Listed records START
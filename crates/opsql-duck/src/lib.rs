//! DuckDB-backed warehouse
//!
//! Resolves table columns through `information_schema` and executes SQL,
//! converting every row into a JSON map keyed by column name.

use async_trait::async_trait;
use duckdb::types::{TimeUnit, ValueRef};
use duckdb::Connection;
use opsql_ir::{QueryResultSet, Row, TableRef, Warehouse, WarehouseError};
use std::path::Path;
use std::sync::{Mutex, MutexGuard};

pub struct DuckWarehouse {
    conn: Mutex<Connection>,
}

impl DuckWarehouse {
    /// Open (or create) a database file
    pub fn open<P: AsRef<Path>>(path: P) -> Result<Self, WarehouseError> {
        let conn = Connection::open(path).map_err(connection_error)?;
        Ok(Self::from_connection(conn))
    }

    pub fn in_memory() -> Result<Self, WarehouseError> {
        let conn = Connection::open_in_memory().map_err(connection_error)?;
        Ok(Self::from_connection(conn))
    }

    pub fn from_connection(conn: Connection) -> Self {
        Self {
            conn: Mutex::new(conn),
        }
    }

    /// Run setup statements (DDL, seed data)
    pub fn execute_batch(&self, sql: &str) -> Result<(), WarehouseError> {
        self.lock()?
            .execute_batch(sql)
            .map_err(|e| WarehouseError::Query(e.to_string()))
    }

    fn lock(&self) -> Result<MutexGuard<'_, Connection>, WarehouseError> {
        self.conn
            .lock()
            .map_err(|_| WarehouseError::Connection("DuckDB connection lock poisoned".to_string()))
    }

    fn columns_of(conn: &Connection, table: &TableRef) -> duckdb::Result<Vec<String>> {
        let mut segments: Vec<&str> = table.dataset.split('.').collect();
        let schema = segments.pop().unwrap_or("main");

        let mut names = Vec::new();
        match segments.pop() {
            Some(catalog) => {
                let mut stmt = conn.prepare(
                    "SELECT column_name FROM information_schema.columns \
                     WHERE table_catalog = ? AND table_schema = ? AND table_name = ? \
                     ORDER BY ordinal_position",
                )?;
                let mut rows = stmt.query([catalog, schema, table.table.as_str()])?;
                while let Some(row) = rows.next()? {
                    names.push(row.get::<_, String>(0)?);
                }
            }
            None => {
                let mut stmt = conn.prepare(
                    "SELECT column_name FROM information_schema.columns \
                     WHERE table_schema = ? AND table_name = ? \
                     ORDER BY ordinal_position",
                )?;
                let mut rows = stmt.query([schema, table.table.as_str()])?;
                while let Some(row) = rows.next()? {
                    names.push(row.get::<_, String>(0)?);
                }
            }
        }

        Ok(names)
    }

    fn run(conn: &Connection, sql: &str) -> duckdb::Result<QueryResultSet> {
        let mut stmt = conn.prepare(sql)?;
        let mut rows = stmt.query([])?;

        let mut columns: Vec<String> = Vec::new();
        let mut result = Vec::new();

        while let Some(row) = rows.next()? {
            // Column names are only available once the statement has executed
            if columns.is_empty() {
                let stmt = row.as_ref();
                for i in 0..stmt.column_count() {
                    columns.push(stmt.column_name(i)?.to_string());
                }
            }

            let mut row_map = Row::new();
            for (i, name) in columns.iter().enumerate() {
                row_map.insert(name.clone(), value_to_json(row.get_ref(i)?));
            }
            result.push(row_map);
        }

        Ok(result)
    }
}

#[async_trait]
impl Warehouse for DuckWarehouse {
    async fn table_columns(&self, table: &TableRef) -> Result<Vec<String>, WarehouseError> {
        let conn = self.lock()?;
        let columns =
            Self::columns_of(&conn, table).map_err(|e| WarehouseError::Query(e.to_string()))?;

        if columns.is_empty() {
            return Err(WarehouseError::TableNotFound(table.path()));
        }

        tracing::debug!(table = %table, columns = columns.len(), "Resolved table columns");
        Ok(columns)
    }

    async fn query(&self, sql: &str) -> Result<QueryResultSet, WarehouseError> {
        let conn = self.lock()?;
        let rows = Self::run(&conn, sql).map_err(|e| WarehouseError::Query(e.to_string()))?;
        tracing::debug!(rows = rows.len(), "DuckDB query finished");
        Ok(rows)
    }

    fn render_table(&self, table: &TableRef) -> String {
        table
            .dataset
            .split('.')
            .chain(std::iter::once(table.table.as_str()))
            .map(quote_identifier)
            .collect::<Vec<_>>()
            .join(".")
    }
}

fn quote_identifier(ident: &str) -> String {
    format!("\"{}\"", ident.replace('"', "\"\""))
}

fn connection_error(e: duckdb::Error) -> WarehouseError {
    WarehouseError::Connection(e.to_string())
}

/// Convert a DuckDB value to JSON
fn value_to_json(value: ValueRef<'_>) -> serde_json::Value {
    use serde_json::{json, Value};

    match value {
        ValueRef::Null => Value::Null,
        ValueRef::Boolean(b) => Value::Bool(b),
        ValueRef::TinyInt(i) => json!(i),
        ValueRef::SmallInt(i) => json!(i),
        ValueRef::Int(i) => json!(i),
        ValueRef::BigInt(i) => json!(i),
        // SUM over integer columns comes back as HUGEINT
        ValueRef::HugeInt(i) => i64::try_from(i)
            .map(Value::from)
            .unwrap_or_else(|_| Value::String(i.to_string())),
        ValueRef::UTinyInt(i) => json!(i),
        ValueRef::USmallInt(i) => json!(i),
        ValueRef::UInt(i) => json!(i),
        ValueRef::UBigInt(i) => json!(i),
        ValueRef::Float(f) => json!(f),
        ValueRef::Double(f) => json!(f),
        ValueRef::Decimal(d) => {
            let text = d.to_string();
            text.parse::<f64>()
                .map(|f| json!(f))
                .unwrap_or(Value::String(text))
        }
        ValueRef::Text(s) => Value::String(String::from_utf8_lossy(s).to_string()),
        ValueRef::Blob(b) => Value::String(format!("<blob {} bytes>", b.len())),
        ValueRef::Date32(days) => chrono::NaiveDate::from_ymd_opt(1970, 1, 1)
            .and_then(|epoch| epoch.checked_add_signed(chrono::Duration::days(days as i64)))
            .map(|date| Value::String(date.format("%Y-%m-%d").to_string()))
            .unwrap_or(Value::Null),
        ValueRef::Timestamp(unit, raw) => {
            let micros = match unit {
                TimeUnit::Second => raw.saturating_mul(1_000_000),
                TimeUnit::Millisecond => raw.saturating_mul(1_000),
                TimeUnit::Microsecond => raw,
                TimeUnit::Nanosecond => raw / 1_000,
            };
            chrono::DateTime::from_timestamp_micros(micros)
                .map(|ts| Value::String(ts.naive_utc().format("%Y-%m-%d %H:%M:%S").to_string()))
                .unwrap_or(Value::Null)
        }
        _ => Value::String("<unsupported>".to_string()),
    }
}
Listed records END
Work instruction
For each line of the entries that contains the word "collect", make a copy.

Task response
        let mut segments: Vec<&str> = table.dataset.split('.').collect();
            .collect::<Vec<_>>()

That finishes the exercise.